One of my partners sent an email to our group attaching a copy of the Statement on Legal Opinions Regarding Indemnification and Exculpation Provisions Under Texas Law, by the Legal Opinions Committee of the Business Law Section of the State Bar of Texas, published in the Spring 2006 edition of the Texas Journal of Business Law. (Thanks, Andrew.)
A large part of the article is a thorough summary of Texas law on the enforceability of indemnities against one’s own negligence. Briefly, under Texas law, an indemnity that provides for indemnification against the indemnified party’s own negligence is not enforceable unless it satisfies two judicially created doctrines in Texas–the “conspicuousness” rule and the “express negligence” rule. In a nutshell, to be enforceable, an indemnity purporting to indemnify a party against the consequences of its own negligence must (a) say this expressly in the indemnity (this is the “express negligence rule”) and (b) be set forth conspicuously in the document containing the indemnity (this is the “conspicuousness rule”). Such a provision might look like this:
The foregoing indemnity will not be impaired or rendered inapplicable by the negligence of the indemnified party.

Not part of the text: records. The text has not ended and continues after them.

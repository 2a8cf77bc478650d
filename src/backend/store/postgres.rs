//! PostgreSQL store
//!
//! Rooms, membership, chat history and user roles live in one database.
//! The schema is created by `migrations/` at startup.

use async_trait::async_trait;
use sqlx::postgres::PgRow;
use sqlx::{PgPool, Row};

use super::{
    page_window, MessageLog, NewRoom, OpenedRoom, RoomStore, StoreError, UserDirectory,
};
use crate::shared::chat::{
    ChatMessage, Membership, MessageId, MessageType, Role, Room, RoomId, UserId, UserType,
    WireMessage, DEFAULT_ROOM_TITLE,
};

const ROOM_COLUMNS: &str = "r.id, r.title, r.help_checked, r.created_at, r.updated_at";

/// sqlx-backed implementation of every store trait
#[derive(Clone)]
pub struct PgStore {
    pool: PgPool,
}

impl PgStore {
    pub fn new(pool: PgPool) -> Self {
        Self { pool }
    }

    pub fn pool(&self) -> &PgPool {
        &self.pool
    }

    async fn find_pairing(
        &self,
        student_id: UserId,
        teacher_id: UserId,
    ) -> Result<Option<(Room, Membership)>, StoreError> {
        let row = sqlx::query(&format!(
            r#"
            SELECT {ROOM_COLUMNS}, p.student_id, p.teacher_id
            FROM participants p
            JOIN rooms r ON r.id = p.room_id
            WHERE p.student_id = $1 AND p.teacher_id = $2
            "#
        ))
        .bind(student_id)
        .bind(teacher_id)
        .fetch_optional(&self.pool)
        .await?;

        Ok(row.map(|r| (room_from_row(&r), membership_from_row(&r))))
    }
}

fn room_from_row(row: &PgRow) -> Room {
    Room {
        id: row.get("id"),
        title: row.get("title"),
        help_checked: row.get("help_checked"),
        created_at: row.get("created_at"),
        updated_at: row.get("updated_at"),
    }
}

fn membership_from_row(row: &PgRow) -> Membership {
    Membership {
        room_id: row.get("id"),
        student_id: row.get("student_id"),
        teacher_id: row.get("teacher_id"),
    }
}

fn message_from_row(row: &PgRow) -> Result<ChatMessage, StoreError> {
    let wire = WireMessage {
        id: row.get("id"),
        room_id: row.get("room_id"),
        title: row.get("title"),
        sender_id: row.get("sender_id"),
        content: row.get("content"),
        message_type: MessageType::parse(row.get::<String, _>("message_type").as_str())?,
        user_type: UserType::parse(row.get::<String, _>("user_type").as_str())?,
        filename: row.get("filename"),
        timestamp: row.get("sent_at"),
    };
    Ok(ChatMessage::try_from(wire)?)
}

fn is_unique_violation(err: &sqlx::Error) -> bool {
    match err {
        sqlx::Error::Database(db) => db.is_unique_violation(),
        _ => false,
    }
}

#[async_trait]
impl RoomStore for PgStore {
    async fn room_exists(&self, room_id: RoomId) -> Result<bool, StoreError> {
        let exists: bool = sqlx::query_scalar("SELECT EXISTS(SELECT 1 FROM rooms WHERE id = $1)")
            .bind(room_id)
            .fetch_one(&self.pool)
            .await?;
        Ok(exists)
    }

    async fn get_room(&self, room_id: RoomId) -> Result<Room, StoreError> {
        let row = sqlx::query(&format!("SELECT {ROOM_COLUMNS} FROM rooms r WHERE r.id = $1"))
            .bind(room_id)
            .fetch_optional(&self.pool)
            .await?;

        row.map(|r| room_from_row(&r))
            .ok_or_else(|| StoreError::not_found("room", room_id))
    }

    async fn get_membership(&self, room_id: RoomId) -> Result<Membership, StoreError> {
        let row = sqlx::query(
            r#"
            SELECT room_id AS id, student_id, teacher_id
            FROM participants
            WHERE room_id = $1
            "#,
        )
        .bind(room_id)
        .fetch_optional(&self.pool)
        .await?;

        row.map(|r| membership_from_row(&r))
            .ok_or_else(|| StoreError::not_found("membership", room_id))
    }

    async fn toggle_help_checked(&self, room_id: RoomId) -> Result<Room, StoreError> {
        // Single-statement flip; row locking serializes concurrent toggles
        let row = sqlx::query(
            r#"
            UPDATE rooms AS r
            SET help_checked = NOT r.help_checked, updated_at = NOW()
            WHERE r.id = $1
            RETURNING r.id, r.title, r.help_checked, r.created_at, r.updated_at
            "#,
        )
        .bind(room_id)
        .fetch_optional(&self.pool)
        .await?;

        row.map(|r| room_from_row(&r))
            .ok_or_else(|| StoreError::not_found("room", room_id))
    }

    async fn open_room(&self, new_room: NewRoom) -> Result<OpenedRoom, StoreError> {
        if let Some((room, membership)) =
            self.find_pairing(new_room.student_id, new_room.teacher_id).await?
        {
            return Ok(OpenedRoom { room, membership, created: false });
        }

        let title = new_room
            .title
            .filter(|t| !t.trim().is_empty())
            .unwrap_or_else(|| DEFAULT_ROOM_TITLE.to_string());

        let mut tx = self.pool.begin().await?;

        let row = sqlx::query(
            r#"
            INSERT INTO rooms (title, help_checked, created_at, updated_at)
            VALUES ($1, FALSE, NOW(), NOW())
            RETURNING id, title, help_checked, created_at, updated_at
            "#,
        )
        .bind(&title)
        .fetch_one(&mut *tx)
        .await?;
        let room = room_from_row(&row);

        let inserted = sqlx::query(
            r#"
            INSERT INTO participants (room_id, student_id, teacher_id)
            VALUES ($1, $2, $3)
            "#,
        )
        .bind(room.id)
        .bind(new_room.student_id)
        .bind(new_room.teacher_id)
        .execute(&mut *tx)
        .await;

        match inserted {
            Ok(_) => {
                tx.commit().await?;
                let membership = Membership {
                    room_id: room.id,
                    student_id: new_room.student_id,
                    teacher_id: new_room.teacher_id,
                };
                Ok(OpenedRoom { room, membership, created: true })
            }
            Err(e) if is_unique_violation(&e) => {
                // Lost a race with another open for the same pairing
                tx.rollback().await?;
                let (room, membership) = self
                    .find_pairing(new_room.student_id, new_room.teacher_id)
                    .await?
                    .ok_or_else(|| StoreError::Conflict {
                        message: "pairing created concurrently but not visible".to_string(),
                    })?;
                Ok(OpenedRoom { room, membership, created: false })
            }
            Err(e) => Err(e.into()),
        }
    }

    async fn delete_room(&self, room_id: RoomId) -> Result<(), StoreError> {
        let result = sqlx::query("DELETE FROM rooms WHERE id = $1")
            .bind(room_id)
            .execute(&self.pool)
            .await?;

        if result.rows_affected() == 0 {
            return Err(StoreError::not_found("room", room_id));
        }
        Ok(())
    }
}

#[async_trait]
impl MessageLog for PgStore {
    async fn append_message(&self, message: &ChatMessage) -> Result<MessageId, StoreError> {
        sqlx::query(
            r#"
            INSERT INTO chat_messages
                (id, room_id, sender_id, title, content, message_type, user_type, filename, sent_at)
            VALUES ($1, $2, $3, $4, $5, $6, $7, $8, $9)
            ON CONFLICT (id) DO NOTHING
            "#,
        )
        .bind(message.id)
        .bind(message.room_id)
        .bind(message.sender_id)
        .bind(&message.title)
        .bind(message.content())
        .bind(message.message_type().as_str())
        .bind(message.user_type.as_str())
        .bind(message.filename())
        .bind(message.timestamp)
        .execute(&self.pool)
        .await?;

        Ok(message.id)
    }

    async fn find_messages(
        &self,
        room_id: RoomId,
        page: u32,
        page_size: u32,
    ) -> Result<Vec<ChatMessage>, StoreError> {
        let (limit, offset) = page_window(page, page_size);

        let rows = sqlx::query(
            r#"
            SELECT id, room_id, sender_id, title, content, message_type, user_type, filename, sent_at
            FROM chat_messages
            WHERE room_id = $1
            ORDER BY sent_at DESC, seq DESC
            LIMIT $2 OFFSET $3
            "#,
        )
        .bind(room_id)
        .bind(limit)
        .bind(offset)
        .fetch_all(&self.pool)
        .await?;

        rows.iter().map(message_from_row).collect()
    }

    async fn count_messages(&self, room_id: RoomId) -> Result<i64, StoreError> {
        let count: i64 = sqlx::query_scalar("SELECT COUNT(*) FROM chat_messages WHERE room_id = $1")
            .bind(room_id)
            .fetch_one(&self.pool)
            .await?;
        Ok(count)
    }
}

#[async_trait]
impl UserDirectory for PgStore {
    async fn get_user_role(&self, user_id: UserId) -> Result<Option<Role>, StoreError> {
        let role: Option<String> = sqlx::query_scalar("SELECT role FROM users WHERE id = $1")
            .bind(user_id)
            .fetch_optional(&self.pool)
            .await?;

        Ok(role.as_deref().and_then(Role::parse))
    }
}
/**
 * Error Conversion
 *
 * Backend errors render as JSON HTTP responses:
 * ```json
 * {
 *   "error": "Room 12 not found",
 *   "status": 404
 * }
 * ```
 */

use axum::{
    http::StatusCode,
    response::{IntoResponse, Response},
    Json,
};

use crate::backend::error::types::BackendError;

impl IntoResponse for BackendError {
    fn into_response(self) -> Response {
        let status = self.status_code();
        let message = self.message();

        if status.is_server_error() {
            tracing::error!("[Server] Request failed: {}", message);
        } else {
            tracing::debug!("[Server] Request rejected ({}): {}", status, message);
        }

        let body = serde_json::json!({
            "error": message,
            "status": status.as_u16(),
        });

        (status, Json(body)).into_response()
    }
}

“So I could see when parties might agree to this,” you say. “For instance, a bank making a construction loan might insist on being indemnified against simple mistakes that it may make. This is just straight-forward contractual risk shifting.” In most indemnities, it would seem, this offensive language (i.e., you indemnify me, even if I mess up) would play no part.
But the law in Texas is actually a bit more complicated, on account of the Texas Supreme Court case Fisk v Constructors, 888 SW 2nd 813 (Tex. 1994). I was surprised that the article by the Opinion Committee made no mention of it.
In the Fisk v Constructors case, the Texas Supreme Court held that if an indemnity fails to satisfy the express negligence rule, the mere allegation of negligence by the indemnitor in a suit filed against the indemnified party will preclude recovery of anything from the indemnitor, even if the indemnified party is ultimately held not to be negligent. In other words, the indemnified party will be unable to plead its case on the merits. This case held, in essence, that an indemnitor owes no duty of defense absent a claim for which indemnity is required. It does not matter if the indemnitor’s claim that the indemnified party is negligent is ultimately determined to have no merit; there is no independent duty of defense, so long as there is no duty to indemnify against liability on the claim.
So what is the answer? Should all indemnities governed by Texas law meet the express negligence rule? In a lot of situations, the parties do not intend for the indemnitor to indemnify the indemnified party against the consequences of the indemnified party’s own negligence. But without “express negligence” language, an indemnitor may slip out of an indemnity by simply alleging negligence on the part of the indemnified party—whether meritorious or not.
The answer, of course, is careful drafting. This is yet another example of the courts helping to keep us transactional lawyers in business.